Although Ridgerunner has already posted the link to the R2AK article (which should really be read in its entirety), I felt I should paste the portion of Roger's finish line dockside interview for posterity here in this thread:

SNIP
more compelling than any steaming pile of metaphors that we could offer. This is from the horse’s mouth, recorded minutes after he arrived. It wanders a bit, but give the guy a break, he just stepped off his boat. Prepare to be amazed:
R2AK: Was it hard being out there, all by yourself?
Roger: I had all kinds of hallucinations, I had friends all around me. I was seeing a lot of folks…I wasn’t too lonely.

R2AK: How many hours a day did you spend on the water?
Roger: About 20 hours a day. Every day of the race I was cold to the bone. So cold my eyeballs would hurt.

R2AK: How did the mirage drive work for you?
Roger: It worked killer, its a three, three and a half miles an hour. Anything with more current and you’re not going anywhere. You can do about 4 miles per hour by “motor-sailing.”

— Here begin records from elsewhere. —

/**
 * TELEMETRY COLLECTOR - Boucles de collecte + snapshot métriques partagé
 *
 * RÔLE :
 * - Boucle stats : demande les compteurs de ports à chaque switch connecté; les
 *   réponses sont repliées en utilisation moyenne/max, taux de perte, débit,
 *   lissés exponentiellement (α = 0.5)
 * - Boucle cleanup : purge les flow records expirés et republie `active_flows`
 *
 * Seul écrivain des métriques lissées et des snapshots de ports. Les boucles
 * ne s'arrêtent jamais sur une erreur : elles loggent et attendent le tick suivant.
 */

use crate::config::ControllerConfig;
use crate::flows::FlowBook;
use crate::meter::{ControlState, RateLimiter};
use crate::models::{Dpid, MetricsSnapshot, PortCounters, PortNo, now_ts};
use crate::state::{new_rw_state, new_state, Shared, SharedRw};
use crate::switch::{dispatch, CommandOutcome, SwitchCommand, SwitchRegistry};
use std::collections::HashMap;
use tokio::task::{self, JoinHandle};
use tracing::{debug, warn};

pub const SMOOTHING: f64 = 0.5;
/// Plancher des intervalles de temps (secondes)
pub const MIN_ELAPSED: f64 = 1e-3;
// numéros >= OFPP_MAX = ports réservés (LOCAL, CONTROLLER...)
const OFPP_MAX: PortNo = 0xffff_ff00;

/// `α*old + (1-α)*sample`
pub fn smooth(old: f64, sample: f64) -> f64 {
    SMOOTHING * old + (1.0 - SMOOTHING) * sample
}

#[derive(Debug, Clone, Copy, PartialEq)]
struct PortSnapshot {
    tx_bytes: u64,
    tx_packets: u64,
    tx_dropped: u64,
    ts: f64,
}

/// Echantillon brut (non lissé) issu d'une réponse port-stats.
#[derive(Debug, Clone, Copy, PartialEq, Default)]
pub struct StatsSample {
    pub mean_util: f64,
    pub max_util: f64,
    pub drop_rate: f64,
    pub throughput_mbps: f64,
    pub ports_measured: usize,
}

#[derive(Debug, Clone)]
pub struct Telemetry {
    config: ControllerConfig,
    port_snapshots: Shared<HashMap<(Dpid, PortNo), PortSnapshot>>,
    metrics: SharedRw<MetricsSnapshot>,
    registry: SwitchRegistry,
    limiter: RateLimiter,
    book: FlowBook,
}

impl Telemetry {
    pub fn new(config: &ControllerConfig, registry: SwitchRegistry, limiter: RateLimiter, book: FlowBook) -> Self {
        let control = limiter.control();
        Self {
            config: config.clone(),
            port_snapshots: new_state(HashMap::new()),
            metrics: new_rw_state(MetricsSnapshot::zeroed(now_ts(), control.u, control.meter_kbps)),
            registry,
            limiter,
            book,
        }
    }

    /// Copie du snapshot, horodatée à l'instant de lecture.
    pub fn snapshot(&self, now: f64) -> MetricsSnapshot {
        let mut snapshot = self.metrics.read().clone();
        snapshot.ts = now;
        snapshot
    }

    pub fn publish_control(&self, control: ControlState) {
        let mut metrics = self.metrics.write();
        metrics.u = control.u;
        metrics.meter_kbps = control.meter_kbps;
    }

    /// Replie une réponse port-stats d'un switch dans les métriques lissées.
    /// Un port vu pour la première fois sert seulement de référence.
    pub fn handle_port_stats(&self, dpid: Dpid, ports: &[PortCounters], now: f64) -> StatsSample {
        let capacity_bps = self.config.link_capacity_bps();
        let mut utils = Vec::with_capacity(ports.len());
        let (mut total_bytes, mut total_packets, mut total_dropped) = (0u64, 0u64, 0u64);

        {
            let mut snapshots = self.port_snapshots.lock();
            for counters in ports.iter().filter(|c| c.port_no != 0 && c.port_no < OFPP_MAX) {
                let current = PortSnapshot {
                    tx_bytes: counters.tx_bytes,
                    tx_packets: counters.tx_packets,
                    tx_dropped: counters.tx_dropped,
                    ts: now,
                };
                if let Some(prev) = snapshots.insert((dpid, counters.port_no), current) {
                    let elapsed = (now - prev.ts).max(MIN_ELAPSED);
                    // compteurs remis à zéro côté switch => delta nul
                    let bytes = current.tx_bytes.saturating_sub(prev.tx_bytes);
                    let packets = current.tx_packets.saturating_sub(prev.tx_packets);
                    let dropped = current.tx_dropped.saturating_sub(prev.tx_dropped);

                    utils.push((bytes as f64 * 8.0 / elapsed) / capacity_bps);
                    total_bytes = total_bytes.saturating_add(bytes);
                    total_packets = total_packets.saturating_add(packets);
                    total_dropped = total_dropped.saturating_add(dropped);
                }
            }
        }

        let sample = StatsSample {
            mean_util: if utils.is_empty() { 0.0 } else { utils.iter().sum::<f64>() / utils.len() as f64 },
            max_util: utils.iter().copied().fold(0.0, f64::max),
            drop_rate: if total_packets > 0 { total_dropped as f64 / (total_packets as f64 + 1.0) } else { 0.0 },
            throughput_mbps: (total_bytes as f64 * 8.0 / self.config.stats_interval_s.max(MIN_ELAPSED)) / 1e6,
            ports_measured: utils.len(),
        };

        let control = self.limiter.control();
        let mut metrics = self.metrics.write();
        metrics.mean_util = smooth(metrics.mean_util, sample.mean_util);
        metrics.max_util = smooth(metrics.max_util, sample.max_util);
        metrics.drop_rate = smooth(metrics.drop_rate, sample.drop_rate);
        metrics.throughput_mbps = smooth(metrics.throughput_mbps, sample.throughput_mbps);
        metrics.u = control.u;
        metrics.meter_kbps = control.meter_kbps;
        metrics.ts = now;
        drop(metrics);

        debug!(dpid, ports = sample.ports_measured, mean_util = sample.mean_util, "port stats folded");
        sample
    }

    /// Purge les flow records trop vieux et republie leur nombre.
    pub fn cleanup(&self, now: f64) -> usize {
        let removed = self.book.expire(now, self.config.flow_expiry_s);
        let active = self.book.len();
        self.metrics.write().active_flows = active;
        if removed > 0 {
            debug!(removed, active, "expired flow records");
        }
        removed
    }

    /// Oublie les références de compteurs, les flow records et les métriques lissées;
    /// la valeur de contrôle est conservée.
    pub fn reset(&self, now: f64) {
        self.port_snapshots.lock().clear();
        self.book.clear();
        let control = self.limiter.control();
        *self.metrics.write() = MetricsSnapshot::zeroed(now, control.u, control.meter_kbps);
    }

    pub fn request_stats(&self) -> Vec<(Dpid, CommandOutcome)> {
        self.registry
            .all()
            .iter()
            .map(|sw| (sw.dpid(), dispatch(sw.as_ref(), SwitchCommand::PortStatsRequest)))
            .collect()
    }

    pub fn spawn_stats_loop(&self) -> JoinHandle<()> {
        let telemetry = self.clone();
        let period = self.config.stats_interval();
        task::spawn(async move {
            let mut interval = tokio::time::interval(period);
            loop {
                interval.tick().await;
                let outcomes = telemetry.request_stats();
                let failed = outcomes.iter().filter(|(_, o)| !o.is_sent()).count();
                if failed > 0 {
                    warn!(failed, polled = outcomes.len(), "stats cycle: some switches unreachable");
                }
            }
        })
    }

    pub fn spawn_cleanup_loop(&self) -> JoinHandle<()> {
        let telemetry = self.clone();
        let period = self.config.cleanup_interval();
        task::spawn(async move {
            let mut interval = tokio::time::interval(period);
            loop {
                interval.tick().await;
                telemetry.cleanup(now_ts());
            }
        })
    }
}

On going through Seymour Narrows at night:
“It was a good thing and a bad thing. It was a good thing I couldn’t see some of the stuff, and a bad thing I couldn’t see some of the stuff. It was terrible. I was looking up at waves that were three quarters the way up my mast, and it was 20 knots or so on the nose and standing everything straight up, so I was going up and over… and that was the first time I’ve ever been washed off my boat.”
R2AK: You got washed off your boat?
Roger: I had my leash on so I got back on, but I got completely knocked off the boat because I went over one and right up the next (waves) and they were so close together and I got washed right off the boat.
(At this point there is nervous laughter from multiple people, who all pause in disbelief.)
R2AK: And you were able to get back on?
Roger: Yeah, I had a uh, surfboard leash, so all I did was crawl back on. But when I washed off I broke my tiller bar, so it was just back there all mangled up. I lost both my tiller bars. I lost a lot of stuff.

R2AK: After you stitched up your own thumb in Victoria, did you have to do it again? (Roger’s only injury of the trip was a thumb he slashed with a box cutter cutting open the Hobie Island. He stitched it up himself. Twice.)
Roger: No, I restitched it that once and that was enough. I don’t know what happened to my hands. I stopped in Port McNeil because my hands were so swollen.
Johnstone Strait killed my GPS and my chart plotter. You can imagine that chop and that boat, you’re not going to have anything dry. My SPOTs are in dry bags but they still are wet, I tried to pick up a GPS in McNeill but they didn’t have anything.
This lady that parked me (in Port McNeil), Linda, it was about a quarter to five and she got off at 5 and she hung around until about 5:30 and actually drove me to a couple of places to try to find a GPS. She was the nicest lady. At about a 5:30 she said “well I’ve already been off so I’m going to have to go,” but she came back later and gave me an apple pie and a great big thing of yogurt covered raisins, and the first thing I did was sit right down and eat the whole pie. The whole thing.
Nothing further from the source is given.